Par des mémoires en défense et des pièces, enregistrés les 4 avril, 26 mai et
26 juin 2023, le 8 novembre 2024 et le 20 janvier 2025, ce dernier mémoire n'ayant pas été communiqué, le directeur de la direction nationale des vérifications de situations fiscales conclut au rejet de la requête.
Il soutient que les moyens de la requête ne sont pas fondés.
Vu les autres pièces du dossier.
Vu :
- le code général des impôts et le livre des procédures fiscales ;
- le code de justice administrative.
Les parties ont été régulièrement averties du jour de l'audience.
Ont été entendus au cours de l'audience publique :
- le rapport de Mme Grossholz,
- les conclusions de M. Pertuy, rapporteur public,
- et les observations de Me Albert, représentant B.
Considérant ce qui suit :
1. A l'occasion d'un examen de la situation fiscale personnelle de M. B, l'administration a mis à la charge de ce dernier, au titre de l'année 2010, des cotisations supplémentaires à l'impôt sur le revenu et aux contributions sociales, assorties des intérêts de retard et de la majoration pour manquement délibéré de 40%. Par la présente requête,
M. B demande au tribunal d'en prononcer la décharge.
Sur la régularité de la procédure d'imposition :
2. En premier lieu, aux termes de l'article 123 bis du code général des impôts, dans sa rédaction applicable à la date de la proposition de rectification : " 1. Lorsqu'une personne physique domiciliée en France détient directement ou indirectement 10 % au moins des actions, parts, droits financiers ou droits de vote dans une entité juridique-personne morale, organisme, fiducie ou institution comparable-établie ou constituée hors de France et soumise à un régime fiscal privilégié, les bénéfices ou les revenus positifs de cette entité juridique sont réputés constituer un revenu de capitaux mobiliers de cette personne physique dans la proportion des actions, parts ou droits financiers qu'elle détient directement ou indirectement lorsque l'actif ou les biens de la personne morale, de l'organisme, de la fiducie ou de l'institution comparable sont principalement constitués de valeurs mobilières, de créances, de dépôts ou de comptes courants.() 3. Les bénéfices ou les revenus positifs mentionnés au 1 sont réputés acquis le premier jour du mois qui suit la clôture de l'exercice de l'entité juridique établie ou constituée hors de France ou, en l'absence d'exercice clos au cours d'une année, le 31 décembre. Ils sont déterminés selon les règles fixées par le présent code comme si l'entité juridique était imposable à l'impôt sur les sociétés en France. L'impôt acquitté localement sur les bénéfices ou revenus positifs en cause par l'entité juridique est déductible du revenu réputé constituer un revenu de capitaux mobiliers de la personne physique, dans la proportion mentionnée au 1, à condition d'être comparable à l'impôt sur les sociétés. () 4 ter La condition de détention de 10 % prévue au 1 est présumée satisfaite lorsque la personne physique a transféré des biens ou droits à une entité juridique située dans un Etat ou territoire non coopératif au sens de l'article 238-0 A. 5. Un décret en Conseil d'Etat fixe les conditions d'application des dispositions qui précèdent et notamment les obligations déclaratives des personnes physiques ".

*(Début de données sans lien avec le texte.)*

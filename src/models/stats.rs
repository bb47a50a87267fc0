//! Per-player stat record models.

use chrono::{DateTime, NaiveDate};
use serde::{Deserialize, Serialize};
use serde_json::{Map, Value};

/// Which half of a [`StatRecord`] an edit targets.
#[derive(Debug, Clone, Copy, PartialEq, Eq, Serialize, Deserialize)]
#[serde(rename_all = "lowercase")]
pub enum Side {
    Batting,
    Bowling,
}

impl Side {
    pub fn from_is_batting(is_batting: bool) -> Self {
        if is_batting {
            Side::Batting
        } else {
            Side::Bowling
        }
    }
}

/// Batting counters that can be bumped one at a time.
#[derive(Debug, Clone, Copy, PartialEq, Eq)]
pub enum BattingCounter {
    Matches,
    Runs,
    HalfCenturies,
    Centuries,
    Thirties,
}

impl BattingCounter {
    /// Look up a counter by its wire name (`"halfCenturies"` etc).
    pub fn from_name(name: &str) -> Option<Self> {
        match name {
            "matches" => Some(BattingCounter::Matches),
            "runs" => Some(BattingCounter::Runs),
            "halfCenturies" => Some(BattingCounter::HalfCenturies),
            "centuries" => Some(BattingCounter::Centuries),
            "thirties" => Some(BattingCounter::Thirties),
            _ => None,
        }
    }

    /// Whether bumping this counter changes the batting average.
    pub fn affects_average(&self) -> bool {
        matches!(self, BattingCounter::Matches | BattingCounter::Runs)
    }
}

/// Bowling counters that can be bumped one at a time.
#[derive(Debug, Clone, Copy, PartialEq, Eq)]
pub enum BowlingCounter {
    Wickets,
    ThreeWickets,
    FiveWickets,
    Maidens,
}

impl BowlingCounter {
    pub fn from_name(name: &str) -> Option<Self> {
        match name {
            "wickets" => Some(BowlingCounter::Wickets),
            "threeWickets" => Some(BowlingCounter::ThreeWickets),
            "fiveWickets" => Some(BowlingCounter::FiveWickets),
            "maidens" => Some(BowlingCounter::Maidens),
            _ => None,
        }
    }
}

/// Batting half of a stat record.
#[derive(Debug, Clone, Default, PartialEq, Serialize, Deserialize)]
#[serde(rename_all = "camelCase", default)]
pub struct BattingStats {
    pub matches: u32,
    pub runs: u32,

    /// Derived from runs/matches, only refreshed by counter increments
    pub average: f64,

    /// Entered by hand, never derived
    pub strike_rate: f64,

    /// Free-form score notation, e.g. "105 (58)"
    pub best_batting: Option<String>,

    pub half_centuries: u32,
    pub centuries: u32,
    pub thirties: u32,
}

impl BattingStats {
    pub fn counter_mut(&mut self, counter: BattingCounter) -> &mut u32 {
        match counter {
            BattingCounter::Matches => &mut self.matches,
            BattingCounter::Runs => &mut self.runs,
            BattingCounter::HalfCenturies => &mut self.half_centuries,
            BattingCounter::Centuries => &mut self.centuries,
            BattingCounter::Thirties => &mut self.thirties,
        }
    }
}

/// Bowling half of a stat record.
#[derive(Debug, Clone, Default, PartialEq, Serialize, Deserialize)]
#[serde(rename_all = "camelCase", default)]
pub struct BowlingStats {
    pub wickets: u32,

    /// Entered by hand, never derived
    pub economy: f64,

    /// e.g. "5/32"
    pub best_bowling: Option<String>,

    pub maidens: u32,
    pub three_wickets: u32,
    pub five_wickets: u32,
}

impl BowlingStats {
    pub fn counter_mut(&mut self, counter: BowlingCounter) -> &mut u32 {
        match counter {
            BowlingCounter::Wickets => &mut self.wickets,
            BowlingCounter::ThreeWickets => &mut self.three_wickets,
            BowlingCounter::FiveWickets => &mut self.five_wickets,
            BowlingCounter::Maidens => &mut self.maidens,
        }
    }
}

/// One line of a player's recent form log.
#[derive(Debug, Clone, Default, PartialEq, Serialize, Deserialize)]
#[serde(default)]
pub struct MatchEntry {
    pub opponent: String,
    pub runs: u32,
    pub balls: u32,
    pub wickets: u32,
    /// e.g. "Won", "Lost by 12 runs"
    pub result: String,

    /// Kept as the store wrote it: either "2024-05-01" or a full timestamp
    pub date: Option<String>,
}

impl MatchEntry {
    /// Calendar day of the match, if `date` is readable.
    pub fn played_on(&self) -> Option<NaiveDate> {
        let raw = self.date.as_deref()?.trim();
        NaiveDate::parse_from_str(raw, "%Y-%m-%d")
            .ok()
            .or_else(|| DateTime::parse_from_rfc3339(raw).ok().map(|d| d.date_naive()))
    }
}

/// Mutable per-player counters, addressed by username.
#[derive(Debug, Clone, Default, PartialEq, Serialize, Deserialize)]
#[serde(rename_all = "camelCase", default)]
pub struct StatRecord {
    pub username: String,
    pub batting: BattingStats,
    pub bowling: BowlingStats,

    /// Display-only, ignored by every aggregate
    pub recent_performance: Vec<MatchEntry>,

    /// Store fields this crate doesn't model, written back untouched on save
    #[serde(flatten)]
    pub extra: Map<String, Value>,
}

impl StatRecord {
    /// The all-zero record a newly approved player starts with.
    pub fn zeroed(username: impl Into<String>) -> Self {
        Self {
            username: username.into(),
            ..Default::default()
        }
    }

    pub fn runs(&self) -> u32 {
        self.batting.runs
    }

    pub fn wickets(&self) -> u32 {
        self.bowling.wickets
    }

    /// True when every counter and settable field is at its zero value.
    pub fn is_zeroed(&self) -> bool {
        self.batting == BattingStats::default()
            && self.bowling == BowlingStats::default()
            && self.recent_performance.is_empty()
    }
}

3. Contrairement à ce que soutient M. B, la mise en œuvre des dispositions précitées n'impliquait pas que l'administration lui adresse préalablement une demande de justification ou d'éclaircissement sur le fondement de l'article L. 16 du livre des procédures fiscales.
4. En deuxième lieu, aux termes de l'article L. 57 du livre des procédures fiscales : " L'administration adresse au contribuable une proposition de rectification qui doit être motivée de manière à lui permettre de formuler ses observations ou de faire connaître son acceptation. Sur demande du contribuable reçue par l'administration avant l'expiration du délai mentionné à l'article L. 11, ce délai est prorogé de trente jours () ".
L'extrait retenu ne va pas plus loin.